Wonder why a guy rarely calls? Wonder why women are so hesitant to send a selfie? It’s all based on my theory of parallel comfort and value, what I call the “No Call- No Pic Dichotomy.”
Law of Familiarity
Men are visual creatures. Women are verbal creatures. Hence, they each bond in preferential ways. According to several psychological studies, men bond through action while women bond through conversation. Men are more akin to texts that propose concrete action and visual prompts that would lead to such an action. They perceive, interact, connect, and bond through the concrete immediate environment.
“What are you doing right now?” “What are you seeing?” and… “What are you wearing?”
Women, in sharp contrast, rather text and build rapport before meeting up and doing concrete action. They also view the act of talking as an “action” itself. Therefore, they are more akin to talking on the phone- since it has a lot of emotional and social cues built into it.
Hence, that is why each opposite sex find the other preferential standard of bonding unfamiliar and somewhat apprehensive.
Berger from the Sex and the City, tells Carrie, “I’m leaving you a voicemail because I’m not ready for that voice-on-voice action.” Women can easily and enthusiastically call because that is there go-to interaction. Men, however, not as familiar with that medium feel apprehensive and feel “on-the-spot.” He feels like his internal and emotional inquiries are being revealed faster or further than he may feel comfortable with.
Conversely, men readily and eagerly send and request pictures because they’d appreciate the visual for one, but it also serves their current attraction on the other side of the phone. It serves their need to bond visually. Men act regularly and act in their visual vicinity frequently so sending pictures is of no weight. Women, on other hand, are very choosey on who they choose to send any technological visual cue whatsoever. Who knows what will happen with my innocently (or not innocently) candid pictures?
Law of Aversion
Understanding this concept, women have a lot in their arsenal. If you simply want to push a guy away or want to combat the “booty” text (not call), ask him to call you on the phone to have a conversation. He might cringe from the effort he has to expend now (emotional energy, listening, conversing, and engaging).
Note: If a guy really is into you, he will want to “adapt” to the women socialized dynamic more and enjoy talking on the phone with you. He will invest more.
Law of Attraction
Conversely, if a woman wants to spike a man’s interest almost instantaneously, send him a cute (and tasteful) selfie. You could be driving on your way to work, taking a walk, or at a fun event. When you’re rocking your cute t-shirt, Done. It’s effortless. Selfies are like flags of glittering attention. Let it fly.

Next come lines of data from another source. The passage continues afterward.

//! 파이프라인 그래프 — 설정된 스테이지 목록을 채널로 연결하고 생명주기를 관리합니다.
//!
//! 스테이지는 설정 순서대로 선형 연결됩니다. 스테이지 *i*의 출력 채널이
//! 스테이지 *i+1*의 입력 채널이며, 첫 스테이지는 입력이 없고 마지막 스테이지는
//! 출력이 없습니다.
//!
//! # 생명주기
//! ```text
//! build() → start() → signal("reload")* → shutdown(grace) | join()
//! ```
//!
//! `build()`는 태스크를 하나도 띄우기 전에 모든 스테이지를 생성하므로, 생성 에러는
//! 처리 시작 전에 드러납니다.
//!
//! 실행 중에는 그래프가 스테이지를 약한 참조로만 들고 있습니다. 스테이지 태스크가
//! 끝나면 그 출력 송신자가 해제되어 하류 스테이지가 입력 종료를 관측합니다.

use std::sync::{Arc, Weak};
use std::time::Duration;

use tokio::sync::{mpsc, watch};
use tokio::task::JoinHandle;

use crate::component::{Component, DEFAULT_STATS_EVERY};
use crate::config::{OPTION_STATS_EVERY, StageConfig};
use crate::error::{EvpipeError, PipelineError};
use crate::registry::Registry;

/// 기본 채널 용량
pub const DEFAULT_CHANNEL_CAPACITY: usize = 1024;

/// 그래프 생성 옵션
#[derive(Debug, Clone)]
pub struct GraphOptions {
    /// 스테이지 간 채널 용량 (1 이상)
    pub channel_capacity: usize,
    /// 스테이지 옵션에 `stats_every`가 없을 때 주입할 값
    pub stats_every: u64,
}

impl Default for GraphOptions {
    fn default() -> Self {
        Self {
            channel_capacity: DEFAULT_CHANNEL_CAPACITY,
            stats_every: DEFAULT_STATS_EVERY,
        }
    }
}

/// 실행 중인 스테이지 태스크
struct StageTask {
    tag: String,
    stage: Weak<dyn Component>,
    handle: JoinHandle<Result<(), EvpipeError>>,
}

/// 선형 스테이지 그래프
pub struct PipelineGraph {
    /// 생성됐지만 아직 시작하지 않은 스테이지
    pending: Vec<Arc<dyn Component>>,
    /// 실행 중인 스테이지
    running: Vec<StageTask>,
    /// 끝난 스테이지 태스크 수
    finished: Arc<watch::Sender<usize>>,
}

impl PipelineGraph {
    /// 레지스트리에서 생성자를 찾아 모든 스테이지를 생성하고 채널로 연결합니다.
    ///
    /// # Errors
    ///
    /// - 스테이지 목록이 비었거나 채널 용량이 0이면 [`PipelineError::BuildFailed`]
    /// - 등록되지 않은 모듈 이름이면 [`crate::error::RegistryError::NotFound`]
    /// - 스테이지 생성자가 반환한 에러 (설정 오류, 필수 파일 없음 등)
    pub fn build(
        registry: &Registry,
        stages: &[StageConfig],
        options: GraphOptions,
    ) -> Result<Self, EvpipeError> {
        if stages.is_empty() {
            return Err(PipelineError::BuildFailed {
                stage: "graph".to_owned(),
                reason: "no stages configured".to_owned(),
            }
            .into());
        }
        if options.channel_capacity == 0 {
            return Err(PipelineError::BuildFailed {
                stage: "graph".to_owned(),
                reason: "channel capacity must be greater than 0".to_owned(),
            }
            .into());
        }

        let last = stages.len() - 1;
        let mut pending: Vec<Arc<dyn Component>> = Vec::with_capacity(stages.len());
        let mut upstream = None;

        for (index, stage) in stages.iter().enumerate() {
            let constructor = registry.lookup(&stage.module)?;

            let output = if index < last {
                let (tx, rx) = mpsc::channel(options.channel_capacity);
                Some((tx, rx))
            } else {
                None
            };
            let (output_tx, next_rx) = match output {
                Some((tx, rx)) => (Some(tx), Some(rx)),
                None => (None, None),
            };

            let mut stage_options = stage.options.clone();
            stage_options
                .entry(OPTION_STATS_EVERY)
                .or_insert_with(|| options.stats_every.into());

            let component = constructor(upstream.take(), output_tx, &stage_options).map_err(|e| {
                tracing::error!(index, module = %stage.module, error = %e, "failed to construct stage");
                e
            })?;
            tracing::debug!(index, module = %stage.module, tag = %component.tag(), "stage constructed");

            pending.push(component);
            upstream = next_rx;
        }

        tracing::info!(stages = pending.len(), capacity = options.channel_capacity, "pipeline graph built");
        Ok(Self {
            pending,
            running: Vec::new(),
            finished: Arc::new(watch::Sender::new(0)),
        })
    }

    /// 스테이지 수
    pub fn len(&self) -> usize {
        self.pending.len() + self.running.len()
    }

    /// 스테이지가 없는지 여부
    pub fn is_empty(&self) -> bool {
        self.len() == 0
    }

    /// 시작 여부
    pub fn is_running(&self) -> bool {
        !self.running.is_empty()
    }

    /// 스테이지 태그 목록 (설정 순서)
    pub fn tags(&self) -> Vec<String> {
        if self.running.is_empty() {
            self.pending.iter().map(|s| s.tag().to_owned()).collect()
        } else {
            self.running.iter().map(|t| t.tag.clone()).collect()
        }
    }

    /// 스테이지마다 tokio 태스크를 하나씩 띄웁니다.
    pub fn start(&mut self) -> Result<(), PipelineError> {
        if self.pending.is_empty() {
            return Err(PipelineError::AlreadyRunning);
        }

        for stage in self.pending.drain(..) {
            let tag = stage.tag().to_owned();
            let weak = Arc::downgrade(&stage);
            let task_tag = tag.clone();
            let finished = Arc::clone(&self.finished);
            let handle = tokio::spawn(async move {
                let result = stage.run().await;
                match &result {
                    Ok(()) => tracing::info!(stage = %task_tag, "stage finished"),
                    Err(e) => tracing::error!(stage = %task_tag, error = %e, "stage failed"),
                }
                finished.send_modify(|n| *n += 1);
                result
            });
            self.running.push(StageTask {
                tag,
                stage: weak,
                handle,
            });
        }

        tracing::info!(stages = self.running.len(), "pipeline started");
        Ok(())
    }

    /// 모든 스테이지 태스크가 스스로 끝날 때까지 기다립니다.
    ///
    /// 태스크 결과는 회수하지 않으므로, 이후 [`join`](Self::join)으로 에러를 확인합니다.
    /// 시작하지 않은 그래프에서는 바로 반환합니다.
    pub async fn finished(&self) {
        let total = self.running.len();
        let mut rx = self.finished.subscribe();
        let _ = rx.wait_for(|n| *n >= total).await;
    }

    /// 모든 살아있는 스테이지에 제어 메시지를 전달합니다.
    pub async fn signal(&self, name: &str) {
        for task in &self.running {
            if let Some(stage) = task.stage.upgrade() {
                stage.signal(name).await;
            }
        }
    }

    /// 모든 살아있는 스테이지에 정지를 요청합니다.
    pub fn request_stop(&self) {
        for task in &self.running {
            if let Some(stage) = task.stage.upgrade() {
                stage.request_stop();
            }
        }
    }

    /// 정지를 요청하고 최대 `grace`만큼 기다린 뒤, 남은 태스크를 중단합니다.
    ///
    /// 스테이지가 반환한 첫 번째 에러를 돌려줍니다.
    pub async fn shutdown(&mut self, grace: Duration) -> Result<(), PipelineError> {
        if self.running.is_empty() {
            return Err(PipelineError::NotRunning);
        }

        tracing::info!(grace_secs = grace.as_secs_f64(), "pipeline shutting down");
        self.request_stop();

        let deadline = tokio::time::Instant::now() + grace;
        let mut first_error = None;

        for mut task in self.running.drain(..) {
            let outcome = match tokio::time::timeout_at(deadline, &mut task.handle).await {
                Ok(joined) => joined,
                Err(_) => {
                    tracing::warn!(stage = %task.tag, "stage did not stop within grace period, aborting");
                    task.handle.abort();
                    continue;
                }
            };
            if let Err(e) = flatten(&task.tag, outcome) {
                first_error.get_or_insert(e);
            }
        }

        tracing::info!("pipeline stopped");
        first_error.map_or(Ok(()), Err)
    }

    /// 모든 스테이지 태스크가 끝날 때까지 기다립니다.
    ///
    /// 소스 입력이 끝나면 종료가 하류로 전파되어 반환됩니다.
    pub async fn join(&mut self) -> Result<(), PipelineError> {
        if self.running.is_empty() {
            return Err(PipelineError::NotRunning);
        }

        let mut first_error = None;
        for task in self.running.drain(..) {
            if let Err(e) = flatten(&task.tag, task.handle.await) {
                first_error.get_or_insert(e);
            }
        }
        first_error.map_or(Ok(()), Err)
    }
}

fn flatten(
    tag: &str,
    joined: Result<Result<(), EvpipeError>, tokio::task::JoinError>,
) -> Result<(), PipelineError> {
    match joined {
        Ok(Ok(())) => Ok(()),
        Ok(Err(e)) => Err(PipelineError::TaskFailed(format!("{tag}: {e}"))),
        Err(e) => Err(PipelineError::TaskFailed(format!("{tag}: {e}"))),
    }
}

impl std::fmt::Debug for PipelineGraph {
    fn fmt(&self, f: &mut std::fmt::Formatter<'_>) -> std::fmt::Result {
        f.debug_struct("PipelineGraph")
            .field("stages", &self.tags())
            .field("running", &self.is_running())
            .finish()
    }
}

Note: If a girl is not into you, she will be very hesitant to send you any picture of herself. And I’m talking about down on the line, when you’ve been seeing each other already for a while.
Technology, the Enabler and Inhibitor
Selfies and talking on the phone can all be diluted in effect when overused. If you’re talking on the phone and ONLY talking on the phone, then you lose the body language and invaluable presence of a face-to-face conversation.
Talking should be used either in building up before meeting someone for the first time or in lieu of a date, when you can’t make it that week. Prolonged phone conversations can be detracting and artificial when occurring for substantial periods of time. Additionally, no number of selfies can match your real-time face with real-time emojis. Technology needs to be the bridge in communication not the foundation itself.